Some tests can be flaky. The reasons for flakiness are uncountable – most of them are simple timing issues in the test script itself, but sometimes if a test has failed one of a thousand times it can uncover subtle logic errors in code.

The problem is how to deal with flaky tests. Some people suggest automatically muting the “annoying” flaky tests. Or adding automatic retries in case of failure. We believe that this is all wrong. Instead of trying to ignore flaky tests, we do the opposite: we put maximum effort into making the tests even more flaky!

Our recipes for flaky tests:

— never mute or restart them; if the test failed once, always look and investigate the cause;

— randomize the environment for every test run so the test will have more possible reasons to fail;

— if new tests are added, run them 100 times and if at least one fails, do not merge the pull request;

— if new tests are added, use them as a corpus for fuzzing – it will uncover corner cases even if author did not write tests for them;

— randomize thread scheduling and add random sleeps and switching between CPU cores at random places and before and after mutex locks/unlocks;

— run everything in parallel on slow machines;

Key point: to prevent flaky tests, we make our tests as flaky as possible.

Nice Way To Visualize Flaky Tests

There is a test suite named “functional stateless tests” that has 3772 tests. For every day since 2020-06-13 (561 days) and every test (3772 tests), I drew a picture of size 561×3772 where a pixel is green if all test runs finished successfully in the master branch during this day (for all commits and all combinations: release, debug+assertions, ASan, MSan, TSan, UBSan), and a pixel is red if at least one run failed. The pixel will be transparent if the test did not exist that day.

This visualization is a toy that I’ve made for fun:

It looks like a Christmas Tree (you need a bit of imagination). If you have a different kind of imagination, you can see it as a green field with flowers.

The time is from left to right. The tests are numbered with non-unique numbers (new tests usually get larger numbers), and these numbers are on the vertical axis (newer tests on top).

If you see red dots in a horizontal line – it is a flaky test. If you see red dots in a vertical line – it means that one day we accidentally broke the master branch. If you see black horizontal lines or cuts in the tree – it means that the tests were added with some old numbers, most likely because some long living feature branch was merged. If you see black vertical lines – it means that some days tests were not run.

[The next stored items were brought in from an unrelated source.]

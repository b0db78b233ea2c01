use crate::matcher::{PrimaryKey, TableRowMatcher};
use std::collections::{HashMap, VecDeque};
use tabcompare_common::TableRow;

#[derive(Debug)]
struct Bucket {
    generation: u64,
    rows: VecDeque<TableRow>,
}

/// Rows waiting for a counterpart, bucketed by primary key.
///
/// Buckets drain in the order they were created and rows inside a bucket are
/// FIFO, so draining is deterministic. `order` holds one entry per bucket
/// creation; entries whose bucket has since been emptied are skipped lazily.
#[derive(Debug, Default)]
pub struct IndexedTableData {
    rows: HashMap<PrimaryKey, Bucket>,
    order: VecDeque<(u64, PrimaryKey)>,
    next_generation: u64,
    size: usize,
}

impl IndexedTableData {
    pub fn new() -> Self {
        Self::default()
    }

    pub fn add(&mut self, key: PrimaryKey, row: TableRow) {
        match self.rows.get_mut(&key) {
            Some(bucket) => bucket.rows.push_back(row),
            None => {
                let generation = self.next_generation;
                self.next_generation += 1;
                self.order.push_back((generation, key.clone()));
                self.rows.insert(
                    key,
                    Bucket {
                        generation,
                        rows: VecDeque::from([row]),
                    },
                );
            }
        }
        self.size += 1;
    }

    /// Removes and returns the oldest buffered row matching `row` under `key`
    pub fn find_and_remove(
        &mut self,
        key: &PrimaryKey,
        row: &TableRow,
        matcher: &TableRowMatcher,
    ) -> Option<TableRow> {
        let bucket = self.rows.get_mut(key)?;
        let position = bucket.rows.iter().position(|candidate| matcher.matches(row, candidate))?;
        let found = bucket.rows.remove(position)?;
        if bucket.rows.is_empty() {
            self.rows.remove(key);
            self.compact();
        }
        self.size -= 1;
        Some(found)
    }

    /// Removes the oldest row of the oldest bucket
    pub fn pop_first(&mut self) -> Option<(PrimaryKey, TableRow)> {
        while let Some((generation, key)) = self.order.front() {
            let Some(bucket) = self.rows.get_mut(key) else {
                self.order.pop_front();
                continue;
            };
            if bucket.generation != *generation {
                self.order.pop_front();
                continue;
            }

            let row = bucket.rows.pop_front()?;
            let key = key.clone();
            if bucket.rows.is_empty() {
                self.rows.remove(&key);
                self.order.pop_front();
            }
            self.size -= 1;
            return Some((key, row));
        }
        None
    }

    pub fn is_empty(&self) -> bool {
        self.size == 0
    }

    pub fn len(&self) -> usize {
        self.size
    }

    /// Keys of the live buckets, oldest first
    pub fn keys(&self) -> impl Iterator<Item = &PrimaryKey> {
        let rows = &self.rows;
        self.order.iter().filter_map(move |(generation, key)| {
            rows.get(key)
                .filter(|bucket| bucket.generation == *generation)
                .map(|_| key)
        })
    }

    // Drops stale order entries once they outnumber the live buckets
    fn compact(&mut self) {
        if self.order.len() > 2 * self.rows.len() + 32 {
            let rows = &self.rows;
            self.order.retain(|(generation, key)| {
                rows.get(key).map_or(false, |bucket| bucket.generation == *generation)
            });
        }
    }
}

The velocity of adding new tests is represented by how tall and narrow the Christmas tree is. When we add a large number of tests, the tree grows with almost vertical slope.

The image is prepared by HTML page with some JavaScript that is querying a ClickHouse database directly and writing to a canvas. It took around ten seconds to build this picture. I also prepared an interactive version with already-saved data where you can play and find your favorite tests.